It’s been quite a first 100 days at the helm for Conservative Party leader Erin O’Toole. The video released by the party on December 2 to mark the occasion rhymed off all the party’s accomplishments so far. The most notable: the party raised more money in the third quarter of this year than ever before in a non-election year. O’Toole has turned into quite the salesman.
But whether the pitch is working outside the party’s base is entirely another question.
A poll released by Pollara on December 2 shows the Liberals widening the gap over the Conservatives in popular support in the key battleground of Ontario. More conservative pollster Angus Reid has the two parties in a “dead heat” nationally, but Trudeau markedly ahead in popular support. EKOS has the Libs up 6.5 percent—and, more importantly, at 46 percent in Ontario and 36 percent in Quebec.
O’Toole sold himself as a moderate when he became conservative leader—the first, in fact, from Ontario since god knows when. He was supposed to win votes for the Cons in the all-important 905. Instead, he’s fashioned himself into a Trumpian knock-off.
Canadians still don’t know what to make of O’Toole. That’s the problem—he shows one face to Canadians at large and another to the lunatic fringe in the party’s base.
After setting a more cordial tone, his recent performances in the House have become erratic. It’s gotten to the point that his line of questioning during the recent economic update had some on social media wondering whether he’s morphed into Trump sidekick Rudy Giuliani. That may be a little harsh. But the misinformation campaign he and his party have engaged in on the coronavirus is unmistakably Trumpian.
Some Ottawa pundits think there’s a method to his madness. That he’s not just falling prey to the Canada Proud cabal who played an instrumental part in his leadership win.
It doesn’t appear that way given how O’Toole has spent so much of his time trying to turn the pandemic into a partisan political issue. O’Toole used a press conference on December 3 to demand to know what date the Liberals plan to start shipping a vaccine. It’s a mug’s game.

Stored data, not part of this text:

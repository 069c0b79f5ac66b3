use time::{UtcOffset, format_description::well_known::Rfc3339};
use tracing_subscriber::{
    EnvFilter, Layer, Registry, fmt, fmt::time::OffsetTime, layer::SubscriberExt,
    util::SubscriberInitExt,
};

use crate::logger::{config::LoggerConfig, error::LoggerError, format::LoggerFormat};

type BoxedLayer = Box<dyn Layer<Registry> + Send + Sync + 'static>;

pub(crate) fn install(cfg: &LoggerConfig) -> Result<(), LoggerError> {
    let filter = mk_filter(&cfg.level)?;
    let output = mk_output(cfg)?;

    tracing_subscriber::registry()
        .with(output)
        .with(filter)
        .try_init()
        .map_err(as_error)
}

fn mk_output(cfg: &LoggerConfig) -> Result<BoxedLayer, LoggerError> {
    match cfg.format {
        LoggerFormat::Text => Ok(fmt::layer()
            .with_ansi(cfg.use_color)
            .with_target(cfg.with_targets)
            .with_timer(mk_timer())
            .boxed()),
        LoggerFormat::Json => Ok(fmt::layer()
            .json()
            .with_ansi(false)
            .with_target(cfg.with_targets)
            .with_timer(mk_timer())
            .boxed()),
        LoggerFormat::Journald => mk_journald(),
    }
}

fn mk_filter(level: &str) -> Result<EnvFilter, LoggerError> {
    EnvFilter::try_new(level).map_err(|_| LoggerError::InvalidLogLevel(level.to_string()))
}

fn mk_timer() -> OffsetTime<Rfc3339> {
    let offset = UtcOffset::current_local_offset().unwrap_or(UtcOffset::UTC);
    OffsetTime::new(offset, Rfc3339)
}

fn as_error(e: impl std::fmt::Display) -> LoggerError {
    let s = e.to_string();
    if s.contains("global default") {
        LoggerError::AlreadyInitialized
    } else {
        LoggerError::InitializationFailed(s)
    }
}

#[cfg(all(target_os = "linux", feature = "journald"))]
fn mk_journald() -> Result<BoxedLayer, LoggerError> {
    tracing_journald::layer()
        .map(|layer| layer.boxed())
        .map_err(|e| LoggerError::InitializationFailed(format!("journald: {e}")))
}

#[cfg(not(all(target_os = "linux", feature = "journald")))]
fn mk_journald() -> Result<BoxedLayer, LoggerError> {
    Err(LoggerError::JournaldNotSupported)
}

#[cfg(test)]
mod tests {
    use super::*;

    #[test]
    fn bad_level_is_rejected() {
        let err = mk_filter("info,=[").unwrap_err();
        assert!(matches!(err, LoggerError::InvalidLogLevel(_)));
    }

    #[test]
    fn directive_level_is_accepted() {
        assert!(mk_filter("hw_probe=debug,info").is_ok());
    }

    #[test]
    fn set_global_default_maps_to_already_initialized() {
        let err = as_error("a global default trace dispatcher has already been set");
        assert!(matches!(err, LoggerError::AlreadyInitialized));

        let err = as_error("boom");
        assert!(matches!(err, LoggerError::InitializationFailed(ref s) if s == "boom"));
    }

    #[cfg(not(all(target_os = "linux", feature = "journald")))]
    #[test]
    fn journald_output_needs_feature() {
        let cfg = LoggerConfig {
            format: LoggerFormat::Journald,
            ..Default::default()
        };
        assert!(matches!(mk_output(&cfg), Err(LoggerError::JournaldNotSupported)));
    }
}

The two leading candidates, Pfizer and Moderna, have yet to receive emergency authorization from Health Canada, which has been conducting a “rolling review” of vaccine candidates since late October. O’Toole knows that. And he knows that safety protocols must be met before any vaccine can be distributed to the general population. But he would have Canadians believe the government is hiding something, and that nefariousness is at work.
“The United States is planning to have 100 million vaccinated by the end of February and its entire population vaccinated as early as June. The United Kingdom is starting their vaccinations next week. And France is rolling out a national vaccine plan for most of the country from April to June. But Canada is nowhere to be seen,” O’Toole said at his presser on December 3.
The U.S. and U.K. are the two Western countries Canada would least want to emulate in terms of pandemic response. But there were a few more misdirections in O’Toole’s prepared remarks and during the abbreviated question and answer period with reporters that followed.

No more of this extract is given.